Cloudflareで始める:Cloudflare Tunnelを使ったwebサーバ公開

この記事は1年以上前に投稿されました。情報が古い可能性がありますので、ご注意ください。
はじめに

Cloudflareという会社の名前を聞いたことがある人でも、CloudflareはCDN屋さんやDDoS対策屋さん、WAF屋さん、あるいはDNS屋さんだと思っている思っている人は多いのではないでしょうか。
この(勝手に始めた)「Cloudflareで始める」シリーズでは、クラウド事業者としてのCloudflareの知られざる実力を暴いていきたいと思います!
Cloudflareがどのような会社か、他社と比較してどうなのか等は特に述べません。
注意事項
サービス内容やコストなどは執筆時点の情報になります。最新の情報と相違無いか確認しつつ活用してください。
今回の題材
「はじめに」で大見得を切りましたが、今回は自宅サーバの定番でありCloudflareの基本中の基本であるwebサーバの公開を取り扱います。
自宅で簡単にお試しできる、ぐらいの構成から始めていこうという魂胆です。
とはいえ、普通にルータのポート開放してIPアドレスをDNSサーバに登録して、IPアドレス非公開化のためにproxy設定して...みたいな使い方は多く紹介されていると思うので、Cloudflare Tunnelを利用する構成をご紹介します。
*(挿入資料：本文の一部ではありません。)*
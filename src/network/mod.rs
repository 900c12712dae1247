//! Link and network layer wire formats
//!
//! This module contains the byte-level codecs for:
//! - Ethernet II framing
//! - ARP messages and the ARP cache
//! - IPv4 headers
//! - ICMP echo messages
//!
//! Protocol logic lives in [`crate::iface`]; everything here is pure data.

pub mod arp;
pub mod ethernet;
pub mod icmp;
pub mod ipv4;

// Re-export commonly used items
pub use arp::{ArpCache, ArpMessage, ArpOp};
pub use ethernet::{EthHeader, EtherType, MacAddr};
pub use icmp::{IcmpHeader, ICMP_TYPE_ECHO_REPLY, ICMP_TYPE_ECHO_REQUEST};
pub use ipv4::{protocol, Ipv4Header};

/// Calculate Internet checksum
///
/// Sums the data as big-endian 16-bit words into an accumulator that starts at
/// 0xFFFF, folding the carry back in after every word. A trailing odd byte is
/// the high byte of a final word. Returns the complement of the sum; store it
/// with `to_be_bytes`.
/// This is used for the IP header and for ICMP and TCP.
pub fn checksum(data: &[u8]) -> u16 {
    let mut sum = 0xFFFFu32;

    let mut add = |word: u16| {
        sum += word as u32;
        if sum > 0xFFFF {
            sum -= 0xFFFF;
        }
    };

    // Process data in 2-byte chunks
    let mut chunks = data.chunks_exact(2);
    for chunk in &mut chunks {
        add(u16::from_be_bytes([chunk[0], chunk[1]]));
    }

    if let [last_byte] = chunks.remainder() {
        add((*last_byte as u16) << 8);
    }

    !(sum as u16)
}

/// Check `data` (with its checksum field zeroed) against a received checksum.
pub fn verify_checksum(data: &[u8], received: u16) -> bool {
    checksum(data) == received
}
Cloudflare Tunnelを採用する利点としては
- ルータのポート開放不要
- 手間の削減だけでなく、ルータの操作ができない場合にも有効
 
 - Webサーバ、ルータのIPアドレス変更に強い
- ルータにwebサーバのIPアドレスを覚えさせる必要がない
 - CloudflareのDNSサーバにルータのグローバルIPアドレスを覚えさせる必要がない
 
 - 設定をTerraformで行える・管理できる
- (最初のCloudflareのアカウント登録やwebサイト登録はご容赦ください...)
 
 
があります。
欠点としては
- 接続元IPアドレスによる制限がwebサーバ側でかけられない
- IPのレイヤではlocalhostからの通信に見える為
 - HTTP以後のレイヤであれば
Cf-Connecting-Ipヘッダを読み込み、処理分岐させる事で対処可能 
 - webサーバへの一回のアップロード容量が絞られる可能性
- Freeプランでは100MBまでになるとの情報あり(未検証)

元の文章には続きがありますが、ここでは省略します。